Álvarez mandó llamar a reconocidos ingenieros para que lo ayudaran. Entre todos revisaron los planos diseñados por Velasco. Ninguno coincidía en la realidad con los datos proporcionados. Las medidas no ajustaban, la cuchilla no tenía libre juego y se trababa. Las poleas que había prometido el judío Rabel, nunca llegaron (lo que ocasionó severas molestias al general Villa que fue a Columbus a cobrárselas por su cuenta) y hubo necesidad de usar poleas japonesas, aparentemente de mejor calidad. No funcionaron. A pesar de estar bien engrasadas y aceitadas no corrían con suavidad, o se les enredaba el cordón. En ocasiones la cuchilla caía con fuerza, pero se detenía justo en donde debía trozar el pescuezo. Mandaron llamar a especialistas americanos: ninguno pudo hacer nada. Llegó un experto francés, pero la guillotina que construyó parecía un remedo de la de Velasco y no sirvió: a veces cortaba y a veces no.

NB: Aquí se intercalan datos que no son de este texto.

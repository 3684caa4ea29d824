//! Terminal backend presenting the surface as a single kitty graphics image

use std::io::{self, Stdout, Write};

use crossterm::cursor::{self, MoveTo};
use crossterm::terminal::{self, EnterAlternateScreen, LeaveAlternateScreen};
use crossterm::{execute, queue};
use log::{debug, warn};

use super::Display;
use super::kgfx::{self, Compression, DirectTransmit, Quiet};
use crate::error::SurfaceError;
use crate::surface::{DisplaySurface, PixelFormat};

const IMAGE_ID: u32 = 1;
const PLACEMENT_ID: u32 = 1;

/// Pixel size of one terminal cell.
#[derive(Clone, Copy, Debug, PartialEq, Eq)]
pub struct CellSize {
    pub width: u32,
    pub height: u32,
}

pub struct KittyDisplay<W: Write = Stdout> {
    out: W,
    surface: DisplaySurface,
    cell: CellSize,
    compress: bool,
    frame: Vec<u8>,
}

impl KittyDisplay<Stdout> {
    /// Size the surface from the terminal's reported pixel geometry.
    pub fn open(format: PixelFormat, compress: bool) -> Result<Self, SurfaceError> {
        let size = terminal::window_size().map_err(|err| {
            debug!("window_size(): {err}");
            SurfaceError::Geometry
        })?;
        if size.width == 0 || size.height == 0 || size.columns == 0 || size.rows == 0 {
            warn!(
                "terminal reports {}x{} px over {}x{} cells",
                size.width, size.height, size.columns, size.rows
            );
            return Err(SurfaceError::Geometry);
        }

        let cell = CellSize {
            width: u32::from(size.width) / u32::from(size.columns),
            height: u32::from(size.height) / u32::from(size.rows),
        };
        debug!(
            "terminal {}x{} px, cell {}x{}",
            size.width, size.height, cell.width, cell.height
        );
        Ok(Self::with_writer(
            io::stdout(),
            u32::from(size.width),
            u32::from(size.height),
            cell,
            format,
            compress,
        ))
    }
}

impl<W: Write> KittyDisplay<W> {
    pub fn with_writer(
        out: W,
        width: u32,
        height: u32,
        cell: CellSize,
        format: PixelFormat,
        compress: bool,
    ) -> Self {
        Self {
            out,
            surface: DisplaySurface::new(width, height, format),
            cell,
            compress,
            frame: Vec::new(),
        }
    }

    pub fn writer(&self) -> &W {
        &self.out
    }

    fn present(&mut self) -> io::Result<()> {
        self.surface.write_rgb(&mut self.frame);
        let (payload, compression) = if self.compress {
            (kgfx::compress_and_encode(&self.frame)?, Compression::Zlib)
        } else {
            (kgfx::encode(&self.frame), Compression::None)
        };

        queue!(self.out, MoveTo(0, 0))?;
        let chunks = DirectTransmit::new(self.surface.width(), self.surface.height())
            .image_id(IMAGE_ID)
            .placement_id(PLACEMENT_ID)
            .quiet(Quiet::Silent)
            .compression(compression)
            .send_encoded(&mut self.out, &payload)?;
        self.out.flush()?;
        debug!("frame sent in {chunks} chunks ({} bytes)", payload.len());
        Ok(())
    }
}

impl<W: Write> Display for KittyDisplay<W> {
    fn geometry(&self) -> (u32, u32) {
        (self.surface.width(), self.surface.height())
    }

    fn claim(&mut self) -> Result<&mut DisplaySurface, SurfaceError> {
        if self.surface.width() == 0 || self.surface.height() == 0 {
            return Err(SurfaceError::Claim);
        }
        Ok(&mut self.surface)
    }

    fn update(&mut self) -> Result<(), SurfaceError> {
        self.present().map_err(SurfaceError::Update)
    }

    /// `columns` and `rows` are terminal cells, as crossterm reports them.
    fn resize(&mut self, columns: u32, rows: u32) -> Result<(), SurfaceError> {
        let width = columns.saturating_mul(self.cell.width);
        let height = rows.saturating_mul(self.cell.height);
        if width == 0 || height == 0 {
            return Err(SurfaceError::Resize { width, height });
        }
        debug!("resizing surface to {width}x{height}");
        self.surface.resize(width, height);
        Ok(())
    }
}

/// Raw mode and the alternate screen for as long as the guard lives.
pub struct TerminalGuard {
    restored: bool,
}

impl TerminalGuard {
    pub fn enter() -> io::Result<Self> {
        terminal::enable_raw_mode()?;
        execute!(io::stdout(), EnterAlternateScreen, cursor::Hide)?;
        Ok(Self { restored: false })
    }

    pub fn restore(&mut self) {
        if self.restored {
            return;
        }
        self.restored = true;
        let mut out = io::stdout();
        let _ = kgfx::delete_all(&mut out);
        let _ = execute!(out, cursor::Show, LeaveAlternateScreen);
        let _ = terminal::disable_raw_mode();
    }
}

impl Drop for TerminalGuard {
    fn drop(&mut self) {
        self.restore();
    }
}
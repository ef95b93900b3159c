//! Menu selection state machine.
//!
//! One key in, one state out: the controller remembers nothing but the current index,
//! so a menu can be restarted at any point by building a new one.

use crate::error::{Result, ScreenError};
use crate::input::keys::KeyClass;

/// Outcome of feeding one key to the controller.
#[derive(Debug, Clone, Copy, PartialEq, Eq)]
pub struct Step {
    pub selected: usize,
    pub confirmed: bool,
}

/// Circular selection over a fixed number of options.
///
/// Invariant: `selected < option_count`, and `option_count >= 1`.
#[derive(Debug, Clone, Copy, PartialEq, Eq)]
pub struct Navigation {
    selected: usize,
    option_count: usize,
}

impl Navigation {
    /// Start at the first option.
    pub fn new(option_count: usize) -> Result<Self> {
        Self::starting_at(option_count, 0)
    }

    /// Start at `selected`. Fails if there are no options or `selected` is out of range.
    pub fn starting_at(option_count: usize, selected: usize) -> Result<Self> {
        if option_count == 0 {
            return Err(ScreenError::configuration(
                "a menu needs at least one option",
            ));
        }
        if selected >= option_count {
            return Err(ScreenError::configuration(format!(
                "selected index {selected} is out of range for {option_count} option(s)"
            )));
        }
        Ok(Self {
            selected,
            option_count,
        })
    }

    pub fn selected(&self) -> usize {
        self.selected
    }

    pub fn option_count(&self) -> usize {
        self.option_count
    }

    /// Apply one classified key. Up from the first option wraps to the last and down
    /// from the last wraps to the first; nothing is ever clamped.
    pub fn step(&mut self, key: KeyClass) -> Step {
        let confirmed = match key {
            KeyClass::Confirm => true,
            KeyClass::MoveUp => {
                self.selected = if self.selected == 0 {
                    self.option_count - 1
                } else {
                    self.selected - 1
                };
                false
            }
            KeyClass::MoveDown => {
                self.selected = if self.selected == self.option_count - 1 {
                    0
                } else {
                    self.selected + 1
                };
                false
            }
            KeyClass::Other => false,
        };

        Step {
            selected: self.selected,
            confirmed,
        }
    }
}
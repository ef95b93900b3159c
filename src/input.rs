//! Input subsystem.
//!
//! `keys` turns the host terminal into a blocking stream of key presses; `navigation`
//! turns those presses into menu selections.

pub mod keys;
pub mod navigation;

// Public re-exports for convenience. Modules outside this crate should prefer importing
// from `crate::input` rather than reaching into submodules.
pub use keys::{key_char, KeyClass, KeySource, TerminalKeys};
pub use navigation::{Navigation, Step};
//! Box frames around a block of lines.

use crate::error::{Result, ScreenError};
use crate::layout::{center_to_width, display_len, pad_right};
use ratatui::symbols::line;
use std::fmt;
use std::str::FromStr;

/// Glyph family used to draw frames.
#[derive(Debug, Clone, Copy, PartialEq, Eq, Default)]
#[cfg_attr(
    feature = "config",
    derive(serde::Deserialize),
    serde(rename_all = "kebab-case")
)]
pub enum BorderGlyphs {
    /// `+`, `-` and `|`, for terminals without box-drawing support
    Ascii,
    #[default]
    Plain,
    Rounded,
    Double,
    Thick,
}

/// The six glyphs a frame is made of.
#[derive(Debug, Clone, Copy, PartialEq, Eq)]
pub struct FrameGlyphs {
    pub horizontal: &'static str,
    pub vertical: &'static str,
    pub top_left: &'static str,
    pub top_right: &'static str,
    pub bottom_left: &'static str,
    pub bottom_right: &'static str,
}

impl From<line::Set> for FrameGlyphs {
    fn from(set: line::Set) -> Self {
        Self {
            horizontal: set.horizontal,
            vertical: set.vertical,
            top_left: set.top_left,
            top_right: set.top_right,
            bottom_left: set.bottom_left,
            bottom_right: set.bottom_right,
        }
    }
}

const ASCII_FRAME: FrameGlyphs = FrameGlyphs {
    horizontal: "-",
    vertical: "|",
    top_left: "+",
    top_right: "+",
    bottom_left: "+",
    bottom_right: "+",
};

impl BorderGlyphs {
    pub const NAMES: [&'static str; 5] = ["ascii", "plain", "rounded", "double", "thick"];

    pub fn frame(self) -> FrameGlyphs {
        match self {
            BorderGlyphs::Ascii => ASCII_FRAME,
            BorderGlyphs::Plain => line::NORMAL.into(),
            BorderGlyphs::Rounded => line::ROUNDED.into(),
            BorderGlyphs::Double => line::DOUBLE.into(),
            BorderGlyphs::Thick => line::THICK.into(),
        }
    }

    /// True when `c` is one of the glyphs this family draws frames with.
    ///
    /// Membership is by character, not by position: with [`BorderGlyphs::Ascii`] every
    /// `+`, `-` and `|` matches, including hyphens in text and in menu arrows.
    pub fn is_frame_char(self, c: char) -> bool {
        let frame = self.frame();
        [
            frame.horizontal,
            frame.vertical,
            frame.top_left,
            frame.top_right,
            frame.bottom_left,
            frame.bottom_right,
        ]
        .iter()
        .any(|glyph| glyph.chars().eq(std::iter::once(c)))
    }
}

impl fmt::Display for BorderGlyphs {
    fn fmt(&self, f: &mut fmt::Formatter<'_>) -> fmt::Result {
        let name = match self {
            BorderGlyphs::Ascii => "ascii",
            BorderGlyphs::Plain => "plain",
            BorderGlyphs::Rounded => "rounded",
            BorderGlyphs::Double => "double",
            BorderGlyphs::Thick => "thick",
        };
        f.write_str(name)
    }
}

impl FromStr for BorderGlyphs {
    type Err = ScreenError;

    fn from_str(s: &str) -> Result<Self> {
        match s.trim().to_ascii_lowercase().as_str() {
            "ascii" => Ok(BorderGlyphs::Ascii),
            "plain" => Ok(BorderGlyphs::Plain),
            "rounded" => Ok(BorderGlyphs::Rounded),
            "double" => Ok(BorderGlyphs::Double),
            "thick" => Ok(BorderGlyphs::Thick),
            other => Err(ScreenError::unsupported(format!(
                "unknown border glyphs '{other}' (expected one of: {})",
                Self::NAMES.join(", ")
            ))),
        }
    }
}

/// Frame `lines` in a box whose content area is `inner_width` columns wide.
///
/// Each content row is `vertical + ' ' + content + ' ' + vertical`, and the top and
/// bottom rules span `inner_width + 2` columns between the corners. With
/// `center_content` each line is centered in the content area, otherwise it is
/// left-aligned. Lines are never truncated: one longer than `inner_width` is an error,
/// as is an `inner_width` whose rule length cannot be represented.
pub fn wrap_in_border<S: AsRef<str>>(
    lines: &[S],
    inner_width: usize,
    center_content: bool,
    glyphs: BorderGlyphs,
) -> Result<Vec<String>> {
    let rule_width = inner_width
        .checked_add(2)
        .ok_or_else(|| ScreenError::frame_too_wide(inner_width, usize::MAX - 2))?;
    let frame = glyphs.frame();

    let mut rows = Vec::with_capacity(lines.len());
    for line in lines {
        let line = line.as_ref();
        if display_len(line) > inner_width {
            return Err(ScreenError::layout(line, inner_width));
        }
        let content = if center_content {
            center_to_width(line, inner_width)?
        } else {
            pad_right(line, inner_width)
        };
        rows.push(format!("{} {} {}", frame.vertical, content, frame.vertical));
    }

    let rule = frame.horizontal.repeat(rule_width);
    let mut framed = Vec::with_capacity(rows.len() + 2);
    framed.push(format!("{}{}{}", frame.top_left, rule, frame.top_right));
    framed.extend(rows);
    framed.push(format!("{}{}{}", frame.bottom_left, rule, frame.bottom_right));
    Ok(framed)
}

Los ingenieros y los especialistas se lamentaron de que no existiese más el modelo original para poder copiarlo, incluso analizaron las cenizas en busca de datos, pero fue inútil. Álvarez se daba de topes por no haber puesto más atención a los detalles que tanto cuidaba Velasco a la hora de construir la guillotina. Pasaron los días y Álvarez envió un telegrama a Villa:
General Francisco Villa, Chihuahua, Chih. Domicilio conocido. Estimado general: imposible cumplir encargo, llevóse coronel Velasco datos necesarios para construir guillotina. Espero órdenes.
Coronel Juan Álvarez México, D. F., a diez de enero de 1915.